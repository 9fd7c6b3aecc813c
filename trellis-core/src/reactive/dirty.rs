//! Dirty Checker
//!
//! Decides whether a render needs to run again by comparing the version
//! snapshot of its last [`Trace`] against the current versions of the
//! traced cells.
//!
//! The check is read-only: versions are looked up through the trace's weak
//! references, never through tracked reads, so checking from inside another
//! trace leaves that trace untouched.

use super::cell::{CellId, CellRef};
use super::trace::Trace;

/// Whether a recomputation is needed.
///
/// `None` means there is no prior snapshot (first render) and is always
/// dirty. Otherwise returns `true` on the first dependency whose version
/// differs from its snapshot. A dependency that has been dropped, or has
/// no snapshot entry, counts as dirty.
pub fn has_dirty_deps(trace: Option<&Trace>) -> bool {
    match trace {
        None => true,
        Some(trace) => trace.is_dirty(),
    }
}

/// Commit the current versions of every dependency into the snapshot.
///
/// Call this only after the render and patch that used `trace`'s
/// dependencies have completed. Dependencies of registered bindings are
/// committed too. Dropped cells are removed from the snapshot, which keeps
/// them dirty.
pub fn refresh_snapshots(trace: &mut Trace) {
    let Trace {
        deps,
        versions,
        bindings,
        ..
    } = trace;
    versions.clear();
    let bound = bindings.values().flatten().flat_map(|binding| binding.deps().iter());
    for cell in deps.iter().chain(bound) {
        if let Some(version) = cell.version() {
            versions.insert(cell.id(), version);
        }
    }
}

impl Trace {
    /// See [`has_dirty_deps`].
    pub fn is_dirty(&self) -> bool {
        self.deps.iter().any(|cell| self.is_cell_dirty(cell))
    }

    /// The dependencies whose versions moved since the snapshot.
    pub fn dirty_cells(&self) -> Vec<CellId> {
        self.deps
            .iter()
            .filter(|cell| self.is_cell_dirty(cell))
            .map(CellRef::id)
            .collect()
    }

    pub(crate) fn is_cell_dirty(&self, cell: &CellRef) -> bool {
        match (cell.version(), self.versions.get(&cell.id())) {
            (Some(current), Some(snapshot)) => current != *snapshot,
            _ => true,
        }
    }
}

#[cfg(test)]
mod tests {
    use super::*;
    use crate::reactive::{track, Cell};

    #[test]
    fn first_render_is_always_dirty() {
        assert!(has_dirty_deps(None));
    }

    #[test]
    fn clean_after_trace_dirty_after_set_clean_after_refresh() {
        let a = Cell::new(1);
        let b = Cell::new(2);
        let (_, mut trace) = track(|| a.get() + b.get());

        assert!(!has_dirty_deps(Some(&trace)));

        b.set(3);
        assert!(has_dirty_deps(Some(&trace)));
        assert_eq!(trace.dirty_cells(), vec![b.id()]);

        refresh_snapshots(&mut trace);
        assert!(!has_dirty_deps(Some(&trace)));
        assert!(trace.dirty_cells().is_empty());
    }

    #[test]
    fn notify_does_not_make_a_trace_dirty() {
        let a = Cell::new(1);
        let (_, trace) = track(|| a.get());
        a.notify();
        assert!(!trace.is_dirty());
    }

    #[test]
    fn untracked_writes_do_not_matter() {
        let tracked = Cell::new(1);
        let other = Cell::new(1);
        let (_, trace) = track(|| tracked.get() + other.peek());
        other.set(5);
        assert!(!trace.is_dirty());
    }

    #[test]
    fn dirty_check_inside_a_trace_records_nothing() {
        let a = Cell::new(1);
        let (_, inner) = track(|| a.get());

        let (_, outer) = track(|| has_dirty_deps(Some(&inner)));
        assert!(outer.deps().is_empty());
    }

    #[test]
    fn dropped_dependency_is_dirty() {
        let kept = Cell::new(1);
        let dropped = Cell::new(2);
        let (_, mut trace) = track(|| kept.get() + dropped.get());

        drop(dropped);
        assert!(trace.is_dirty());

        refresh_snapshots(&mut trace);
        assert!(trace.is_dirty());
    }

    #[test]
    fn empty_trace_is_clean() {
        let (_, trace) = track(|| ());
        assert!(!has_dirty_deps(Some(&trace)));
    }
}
******************************
_Assignment_:
The full set of records should be duplicated exactly.

_Exercise answer_:
repository 9fd7c6b3aecc813c
filename trellis-core/src/reactive/dirty.rs
//! Dirty Checker
//!
//! Decides whether a render needs to run again by comparing the version
//! snapshot of its last [`Trace`] against the current versions of the
//! traced cells.
//!
//! The check is read-only: versions are looked up through the trace's weak
//! references, never through tracked reads, so checking from inside another
//! trace leaves that trace untouched.

use super::cell::{CellId, CellRef};
use super::trace::Trace;

/// Whether a recomputation is needed.
///
/// `None` means there is no prior snapshot (first render) and is always
/// dirty. Otherwise returns `true` on the first dependency whose version
/// differs from its snapshot. A dependency that has been dropped, or has
/// no snapshot entry, counts as dirty.
pub fn has_dirty_deps(trace: Option<&Trace>) -> bool {
    match trace {
        None => true,
        Some(trace) => trace.is_dirty(),
    }
}

/// Commit the current versions of every dependency into the snapshot.
///
/// Call this only after the render and patch that used `trace`'s
/// dependencies have completed. Dependencies of registered bindings are
/// committed too. Dropped cells are removed from the snapshot, which keeps
/// them dirty.
pub fn refresh_snapshots(trace: &mut Trace) {
    let Trace {
        deps,
        versions,
        bindings,
        ..
    } = trace;
    versions.clear();
    let bound = bindings.values().flatten().flat_map(|binding| binding.deps().iter());
    for cell in deps.iter().chain(bound) {
        if let Some(version) = cell.version() {
            versions.insert(cell.id(), version);
        }
    }
}

impl Trace {
    /// See [`has_dirty_deps`].
    pub fn is_dirty(&self) -> bool {
        self.deps.iter().any(|cell| self.is_cell_dirty(cell))
    }

    /// The dependencies whose versions moved since the snapshot.
    pub fn dirty_cells(&self) -> Vec<CellId> {
        self.deps
            .iter()
            .filter(|cell| self.is_cell_dirty(cell))
            .map(CellRef::id)
            .collect()
    }

    pub(crate) fn is_cell_dirty(&self, cell: &CellRef) -> bool {
        match (cell.version(), self.versions.get(&cell.id())) {
            (Some(current), Some(snapshot)) => current != *snapshot,
            _ => true,
        }
    }
}

#[cfg(test)]
mod tests {
    use super::*;
    use crate::reactive::{track, Cell};

    #[test]
    fn first_render_is_always_dirty() {
        assert!(has_dirty_deps(None));
    }

    #[test]
    fn clean_after_trace_dirty_after_set_clean_after_refresh() {
        let a = Cell::new(1);
        let b = Cell::new(2);
        let (_, mut trace) = track(|| a.get() + b.get());

        assert!(!has_dirty_deps(Some(&trace)));

        b.set(3);
        assert!(has_dirty_deps(Some(&trace)));
        assert_eq!(trace.dirty_cells(), vec![b.id()]);

        refresh_snapshots(&mut trace);
        assert!(!has_dirty_deps(Some(&trace)));
        assert!(trace.dirty_cells().is_empty());
    }

    #[test]
    fn notify_does_not_make_a_trace_dirty() {
        let a = Cell::new(1);
        let (_, trace) = track(|| a.get());
        a.notify();
        assert!(!trace.is_dirty());
    }

    #[test]
    fn untracked_writes_do_not_matter() {
        let tracked = Cell::new(1);
        let other = Cell::new(1);
        let (_, trace) = track(|| tracked.get() + other.peek());
        other.set(5);
        assert!(!trace.is_dirty());
    }

    #[test]
    fn dirty_check_inside_a_trace_records_nothing() {
        let a = Cell::new(1);
        let (_, inner) = track(|| a.get());

        let (_, outer) = track(|| has_dirty_deps(Some(&inner)));
        assert!(outer.deps().is_empty());
    }

    #[test]
    fn dropped_dependency_is_dirty() {
        let kept = Cell::new(1);
        let dropped = Cell::new(2);
        let (_, mut trace) = track(|| kept.get() + dropped.get());

        drop(dropped);
        assert!(trace.is_dirty());

        refresh_snapshots(&mut trace);
        assert!(trace.is_dirty());
    }

    #[test]
    fn empty_trace_is_clean() {
        let (_, trace) = track(|| ());
        assert!(!has_dirty_deps(Some(&trace)));
    }
}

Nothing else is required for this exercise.